A Antecipação das Campanhas Eleitorais

30/09/2005 0 Por Rodrigo Cintra

A crise energética, além de expor a lógica imediatista que marcou todos os governos desde o fim do período militar, trouxe também à baila alguns dos principais mecanismos usados pelos poderes Executivo e Legislativo. Uma vez anunciado, de uma forma abrupta e rude, o plano nacional de racionamento, não faltaram políticos com pedras nas mãos. Por causa do caos da infra-estrutura? Provavelmente não.

A esquerda, que tradicionalmente critica o governo, aproveitou a oportunidade para dar concretude às críticas, transformando-as em questões técnicas (incompetência administrativa).
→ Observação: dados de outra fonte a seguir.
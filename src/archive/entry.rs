//! Archive directory entry (§3 "Archive entry"), shared by every variant.
//! Mirrors the original `entry_t`: name, uncompressed size, stored
//! ("z") size, absolute body offset, and one variant-specific scalar.

#[derive(Debug, Clone, Default, PartialEq, Eq)]
pub struct Entry {
    pub name: String,
    pub size: u32,
    pub zsize: u32,
    pub offset: u32,
    /// v2: unused. v6: running checksum of the compressed body. Other
    /// variants: unused.
    pub extra: u32,
}

impl Entry {
    pub fn new(name: impl Into<String>) -> Self {
        Self {
            name: name.into(),
            ..Default::default()
        }
    }
}
//! CP932 ⇄ UTF-8 transcoding (§6 "External interfaces"), grounded on
//! `util/cp932.c`'s role in the original: filenames and script string
//! literals are stored on disk in the game's native Shift-JIS-family
//! encoding and need to round-trip through UTF-8 for display/editing.
//!
//! `encoding_rs::SHIFT_JIS` is used as the CP932 implementation; it is a
//! superset-compatible decoder for the bytes this toolkit's formats
//! actually produce (ASCII and the game's Japanese text), and is the
//! encoding this ecosystem reaches for instead of hand-rolling the
//! translation tables `cp932.c` carries.

use crate::error::{Error, Result};

/// Decodes `bytes` as CP932, replacing unmappable sequences with U+FFFD
/// only if `lossy` is set; otherwise returns a [`Error::Codec`] on the
/// first invalid byte sequence.
pub fn decode(bytes: &[u8], lossy: bool) -> Result<String> {
    let (decoded, _, had_errors) = encoding_rs::SHIFT_JIS.decode(bytes);
    if had_errors && !lossy {
        return Err(Error::codec("cp932 decode: invalid byte sequence"));
    }
    Ok(decoded.into_owned())
}

/// Encodes `text` as CP932. Characters with no CP932 representation are
/// replaced with `?` when `lossy` is set; otherwise this is an error.
pub fn encode(text: &str, lossy: bool) -> Result<Vec<u8>> {
    let (encoded, _, had_errors) = encoding_rs::SHIFT_JIS.encode(text);
    if had_errors && !lossy {
        return Err(Error::codec("cp932 encode: unmappable character"));
    }
    Ok(encoded.into_owned())
}

#[cfg(test)]
mod tests {
    use super::*;

    #[test]
    fn round_trips_ascii_through_cp932() {
        let bytes = encode("hello.dat", false).unwrap();
        assert_eq!(decode(&bytes, false).unwrap(), "hello.dat");
    }

    #[test]
    fn round_trips_japanese_text() {
        let text = "東方";
        let bytes = encode(text, false).unwrap();
        assert_eq!(decode(&bytes, false).unwrap(), text);
    }

    #[test]
    fn lossy_decode_replaces_invalid_bytes_instead_of_erroring() {
        let invalid = [0x81, 0xff, 0x00];
        assert!(decode(&invalid, false).is_err());
        assert!(decode(&invalid, true).is_ok());
    }
}
//! Eclmap file parser, ported from `eclmap_load`/`control`/`set` in the
//! original `eclmap.c`.
//!
//! The text format is a sequence of `!section` control lines, each
//! followed by `id value` pairs until the next control line. `ins_names`
//! is the implicit default section when a file starts without one.

use crate::error::{Error, Result};
use crate::script::format::FormatOverrides;
use indexmap::IndexMap;

#[derive(Debug, Clone, Copy, PartialEq, Eq)]
enum Section {
    InsNames,
    InsSignatures,
    GvarNames,
    GvarTypes,
    TimelineInsNames,
    TimelineInsSignatures,
}

#[derive(Debug, Clone, Default)]
pub struct EclMap {
    pub ins_names: IndexMap<i32, String>,
    pub ins_signatures: IndexMap<i32, String>,
    pub gvar_names: IndexMap<i32, String>,
    pub gvar_types: IndexMap<i32, String>,
    pub timeline_ins_names: IndexMap<i32, String>,
    pub timeline_ins_signatures: IndexMap<i32, String>,
}

/// Identifiers may not start with a digit, may only contain
/// alphanumerics and underscore, and may not start with `ins_` (that
/// prefix is reserved for the fallback `ins_<id>` display name).
fn validate_ident(value: &str, linenum: usize) -> Result<()> {
    let mut chars = value.chars();
    match chars.next() {
        Some(c) if c.is_ascii_digit() => {
            return Err(Error::format(format!("eclmap line {linenum}: '{value}' isn't a valid identifier")))
        }
        None => return Err(Error::format(format!("eclmap line {linenum}: empty identifier"))),
        _ => {}
    }
    if !value.chars().all(|c| c.is_ascii_alphanumeric() || c == '_') {
        return Err(Error::format(format!("eclmap line {linenum}: '{value}' isn't a valid identifier")));
    }
    if value.starts_with("ins_") {
        return Err(Error::format(format!("eclmap line {linenum}: value can't start with 'ins_'")));
    }
    Ok(())
}

fn validate_type(value: &str, linenum: usize) -> Result<()> {
    let mut chars = value.chars();
    match (chars.next(), chars.next()) {
        (Some('$'), None) | (Some('%'), None) => Ok(()),
        _ => Err(Error::format(format!("eclmap line {linenum}: unknown type '{value}'"))),
    }
}

pub fn parse(text: &str) -> Result<EclMap> {
    let mut map = EclMap::default();
    let mut section = Section::InsNames;

    for (i, raw_line) in text.lines().enumerate() {
        let linenum = i + 1;
        let line = raw_line.trim();
        if line.is_empty() {
            continue;
        }
        if let Some(control) = line.strip_prefix('!') {
            section = match control {
                "ins_names" => Section::InsNames,
                "ins_signatures" => Section::InsSignatures,
                "gvar_names" => Section::GvarNames,
                "gvar_types" => Section::GvarTypes,
                "timeline_ins_names" => Section::TimelineInsNames,
                "timeline_ins_signatures" => Section::TimelineInsSignatures,
                other => return Err(Error::format(format!("eclmap line {linenum}: unknown control line '!{other}'"))),
            };
            continue;
        }

        let mut parts = line.splitn(2, char::is_whitespace);
        let id_str = parts.next().unwrap_or("");
        let value = parts.next().unwrap_or("").trim().to_string();
        let id: i32 = id_str
            .parse()
            .map_err(|_| Error::format(format!("eclmap line {linenum}: expected an integer id, got '{id_str}'")))?;

        match section {
            Section::InsNames | Section::TimelineInsNames => validate_ident(&value, linenum)?,
            Section::GvarNames => validate_ident(&value, linenum)?,
            Section::GvarTypes => validate_type(&value, linenum)?,
            Section::InsSignatures | Section::TimelineInsSignatures => {}
        }

        let target = match section {
            Section::InsNames => &mut map.ins_names,
            Section::InsSignatures => &mut map.ins_signatures,
            Section::GvarNames => &mut map.gvar_names,
            Section::GvarTypes => &mut map.gvar_types,
            Section::TimelineInsNames => &mut map.timeline_ins_names,
            Section::TimelineInsSignatures => &mut map.timeline_ins_signatures,
        };
        target.insert(id, value);
    }

    Ok(map)
}

impl EclMap {
    /// Reverse lookup for the lowerer: the opcode id declared under `name`
    /// in `!ins_names`, if any. `IndexMap`'s iteration order matches file
    /// declaration order, so the first match wins on a duplicate name the
    /// same way the last `insert` wins on a duplicate id.
    pub fn ins_id(&self, name: &str) -> Option<i32> {
        self.ins_names.iter().find(|(_, v)| v.as_str() == name).map(|(&id, _)| id)
    }

    /// Projects the signature sections into the [`FormatOverrides`] the
    /// format-resolution chain consults first.
    pub fn to_format_overrides(&self) -> FormatOverrides {
        FormatOverrides {
            signatures: self
                .ins_signatures
                .iter()
                .filter_map(|(&id, v)| u16::try_from(id).ok().map(|id| (id, v.clone())))
                .collect(),
        }
    }
}

#[cfg(test)]
mod tests {
    use super::*;

    #[test]
    fn parses_names_as_the_implicit_default_section() {
        let map = parse("0 ins_initialize_wait\n1 ins_delete\n").unwrap();
        assert_eq!(map.ins_names.get(&0).unwrap(), "ins_initialize_wait");
        assert_eq!(map.ins_names.len(), 2);
    }

    #[test]
    fn switches_sections_on_control_lines() {
        let map = parse("!ins_signatures\n0 SSff\n!gvar_types\n-1 $\n").unwrap();
        assert_eq!(map.ins_signatures.get(&0).unwrap(), "SSff");
        assert_eq!(map.gvar_types.get(&-1).unwrap(), "$");
    }

    #[test]
    fn rejects_identifier_starting_with_ins_prefix() {
        assert!(parse("0 ins_foo\n").is_err());
    }

    #[test]
    fn rejects_unknown_control_line() {
        assert!(parse("!not_a_real_section\n0 x\n").is_err());
    }

    #[test]
    fn rejects_malformed_gvar_type() {
        assert!(parse("!gvar_types\n-1 int\n").is_err());
    }
}
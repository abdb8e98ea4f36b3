//! Archive version detection (§4.4 "Detection").
//!
//! `sniff` inspects the first 16 bytes of a container and returns every
//! version that plausibly matches, as a bitset rather than a `Vec` so the
//! "collapse to one" step is a handful of bit operations. `detect` adds
//! the filename hint and applies the collapse rules.

use bitflags::bitflags;

bitflags! {
    /// One bit per archive version the detector can recognise. Named
    /// `Candidates` rather than `VersionSet` since its only use is
    /// narrowing down to one version.
    #[derive(Debug, Clone, Copy, PartialEq, Eq)]
    pub struct Candidates: u32 {
        const V2   = 1 << 0;
        const V6   = 1 << 1;
        const V7   = 1 << 2;
        const V75  = 1 << 3;
        const V8   = 1 << 4;
        const V9   = 1 << 5;
        const V95  = 1 << 6;
        const V10  = 1 << 7;
        const V11  = 1 << 8;
        const V12  = 1 << 9;
        const V125 = 1 << 10;
        const V128 = 1 << 11;
        const V13  = 1 << 12;
        const V14  = 1 << 13;
        const V15  = 1 << 14;
        const V16  = 1 << 15;
        const V165 = 1 << 16;
        const V17  = 1 << 17;
        const V143 = 1 << 18;
    }
}

/// `THA1`-magic family: versions 95 and later all share this container
/// shape and can only be told apart by filename.
const THA1_FAMILY: Candidates = Candidates::V95
    .union(Candidates::V10)
    .union(Candidates::V11)
    .union(Candidates::V12)
    .union(Candidates::V125)
    .union(Candidates::V128)
    .union(Candidates::V13)
    .union(Candidates::V14)
    .union(Candidates::V15)
    .union(Candidates::V16)
    .union(Candidates::V165)
    .union(Candidates::V17)
    .union(Candidates::V143);

pub fn version_number(c: Candidates) -> Option<u32> {
    Some(match c {
        Candidates::V2 => 2,
        Candidates::V6 => 6,
        Candidates::V7 => 7,
        Candidates::V75 => 75,
        Candidates::V8 => 8,
        Candidates::V9 => 9,
        Candidates::V95 => 95,
        Candidates::V10 => 10,
        Candidates::V11 => 11,
        Candidates::V12 => 12,
        Candidates::V125 => 125,
        Candidates::V128 => 128,
        Candidates::V13 => 13,
        Candidates::V14 => 14,
        Candidates::V15 => 15,
        Candidates::V16 => 16,
        Candidates::V165 => 165,
        Candidates::V17 => 17,
        Candidates::V143 => 143,
        _ => return None,
    })
}

/// Examines the first 16 bytes of `prefix` and returns every version
/// whose container magic plausibly matches. `THA1`-family versions are
/// indistinguishable from the magic alone.
pub fn sniff(prefix: &[u8]) -> Candidates {
    if prefix.len() < 4 {
        return Candidates::empty();
    }
    match &prefix[0..4] {
        b"PBG3" => Candidates::V6,
        b"PBG4" => Candidates::V7,
        b"PBGZ" => Candidates::V8 | Candidates::V9,
        b"THA1" => THA1_FAMILY,
        _ => {
            // v2 and v75 have no magic string; v2's first directory entry
            // starts with 0xF388 or 0x9595, v75's with a 2-byte count.
            let mut out = Candidates::empty();
            if prefix.len() >= 2 {
                let tag = u16::from_le_bytes([prefix[0], prefix[1]]);
                if tag == 0xf388 || tag == 0x9595 {
                    out |= Candidates::V2;
                }
            }
            out |= Candidates::V75;
            out
        }
    }
}

/// The filename-only part of the detector: narrows a `THA1`-family
/// candidate set by a numeric hint embedded in the basename (the
/// convention used by every known distribution of these archives, e.g.
/// `th135.dat` for version 135-ish releases).
fn filename_hint(filename: &str) -> Candidates {
    let lower = filename.to_ascii_lowercase();
    let digits: String = lower
        .chars()
        .skip_while(|c| !c.is_ascii_digit())
        .take_while(|c| c.is_ascii_digit())
        .collect();
    match digits.as_str() {
        "02" => Candidates::V2,
        "06" => Candidates::V6,
        "07" => Candidates::V7,
        "075" => Candidates::V75,
        "08" => Candidates::V8,
        "09" => Candidates::V9,
        "95" => Candidates::V95,
        "10" => Candidates::V10,
        "11" => Candidates::V11,
        "12" => Candidates::V12,
        "125" => Candidates::V125,
        "128" => Candidates::V128,
        "13" => Candidates::V13,
        "14" => Candidates::V14,
        "143" => Candidates::V143,
        "15" => Candidates::V15,
        "16" => Candidates::V16,
        "165" => Candidates::V165,
        "17" => Candidates::V17,
        _ => Candidates::empty(),
    }
}

/// The outcome of [`detect`]: a single resolved version, or the reason it
/// could not be resolved.
#[derive(Debug, Clone, Copy, PartialEq, Eq)]
pub enum Detection {
    Resolved(u32),
    Ambiguous(Candidates),
}

/// Collapses the magic-derived candidate set using the filename hint,
/// then (per §4.4) accepts the result when exactly one bit remains, when
/// the filename disambiguates among several, or when every remaining
/// candidate belongs to one structural family (so any member's pack/
/// unpack logic is interchangeable — currently only the `THA1` family has
/// more than one member that collapses this way).
pub fn detect(filename: &str, prefix: &[u8]) -> Detection {
    let magic_candidates = sniff(prefix);
    if magic_candidates.bits().count_ones() == 1 {
        return Detection::Resolved(version_number(magic_candidates).unwrap());
    }

    let hinted = magic_candidates & filename_hint(filename);
    if hinted.bits().count_ones() == 1 {
        return Detection::Resolved(version_number(hinted).unwrap());
    }

    if !magic_candidates.is_empty() && (magic_candidates & !THA1_FAMILY).is_empty() {
        // All remaining candidates are THA1-family; fall back to the
        // lowest (95), the most permissive container reader.
        return Detection::Resolved(95);
    }

    Detection::Ambiguous(magic_candidates)
}

#[cfg(test)]
mod tests {
    use super::*;

    #[test]
    fn recognises_pbg3_and_pbg4() {
        assert_eq!(detect("x.dat", b"PBG3....1234..."), Detection::Resolved(6));
        assert_eq!(detect("x.dat", b"PBG4....1234..."), Detection::Resolved(7));
    }

    #[test]
    fn pbgz_is_ambiguous_between_8_and_9_without_a_filename_hint() {
        let d = detect("archive.dat", b"PBGZ............");
        assert!(matches!(d, Detection::Ambiguous(_)));
    }

    #[test]
    fn filename_hint_disambiguates_pbgz() {
        let d = detect("th08.dat", b"PBGZ............");
        assert_eq!(d, Detection::Resolved(8));
    }

    #[test]
    fn tha1_family_collapses_to_95_without_a_filename_hint() {
        let d = detect("archive.dat", b"THA1............");
        assert_eq!(d, Detection::Resolved(95));
    }

    #[test]
    fn tha1_family_with_filename_hint_resolves_the_named_version() {
        let d = detect("th13.dat", b"THA1............");
        assert_eq!(d, Detection::Resolved(13));
    }

    #[test]
    fn concrete_scenario_tha1_prefix_resolves() {
        let mut prefix = b"THA1".to_vec();
        prefix.extend_from_slice(&[0u8; 12]);
        let d = detect("unknown.dat", &prefix);
        assert_eq!(d, Detection::Resolved(95));
    }
}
Desta forma, conseguiu ganhar mais visibilidade e, sobretudo, aceitação por parte de grupos que historicamente não lhe são favoráveis.

No governo, a crise apresenta seus aspectos mais delicados. A popularidade do presidente Fernando Henrique não está em seus melhores dias e não apresenta muitas possibilidades de inversão na tendência à manutenção de índices baixos. E isso mesmo com programas como o Bolsa Escola e a Saúde em Família (não por menos dos ministérios da Educação e Saúde, respectivamente), que são direcionados para as camadas mais carentes.

Um governo desgastado perante a opinião pública e com a base parlamentar fragmentada não se apresenta como um parceiro ideal. Poucos são os que saem na defesa do presidente Fernando Henrique. Pedro Parente, pelos ócios do ofício, apresenta-se na linha de frente, absorvendo uma grande parcela do desgaste político; isso favorece a posição oculta de importantes nomes do PSDB (leia-se "presidenciáveis") como os ministros Paulo Renato Souza e José Serra, além do governados Tasso Jereissati.

Passado o primeiro impacto do plano de racionamento, a tendência é o presidente abandonar sua posição reativa, buscando mudar o foco de atenção da opinião pública. Contrariando o que defende, deverá lançar o candidato tucano à presidência nos próximos meses. Com isso, poderá matar dois coelhos com uma cajadada só: (1) lança o candidato com tempo suficiente para que ele defenda-se dos problemas governo, e (2) pode colocar a discussão política fora do Planalto e, com um pouco de sorte, longe de Brasília.

Se a onda pegar, governo e oposição concentrarão suas forças no debate eleitoral, diminuindo o destaque dos problemas estruturais. Com isso, voltaremos para os tradicionais espetáculos do teatro político brasileiro: agressões pessoais em tribunas públicas, casos escabrosos de corrupção e algumas mazelas sistêmicas.

Caso essa cenário venha a concretizar-se, o quadro sucessório presidencial pode alterar-se completamente em relação àquele que é hoje vislumbrado. Assim, a esquerda que ganha espaço e consistência pode ver-se tragada pelo roda-moinho da superficialidade política, perdendo o traço que hoje lhe dá maior sucesso: a possibilidade de ser uma alternativa real (para o bem ou para o mal).

Faz-se importante lembrarmos que as eleições de 2002 são também para governador e isso certamente influenciará as decisões do PSDB e do PMDB, quando estes forem lançar seus candidatos e, sobretudo, ao determinarem suas agendas de campanha. Mesmo sendo impossível prever os resultados de 2002, qualquer especulação deve levar em consideração o que vai acontecer nos estados (destaque para São Paulo e Minas Gerais).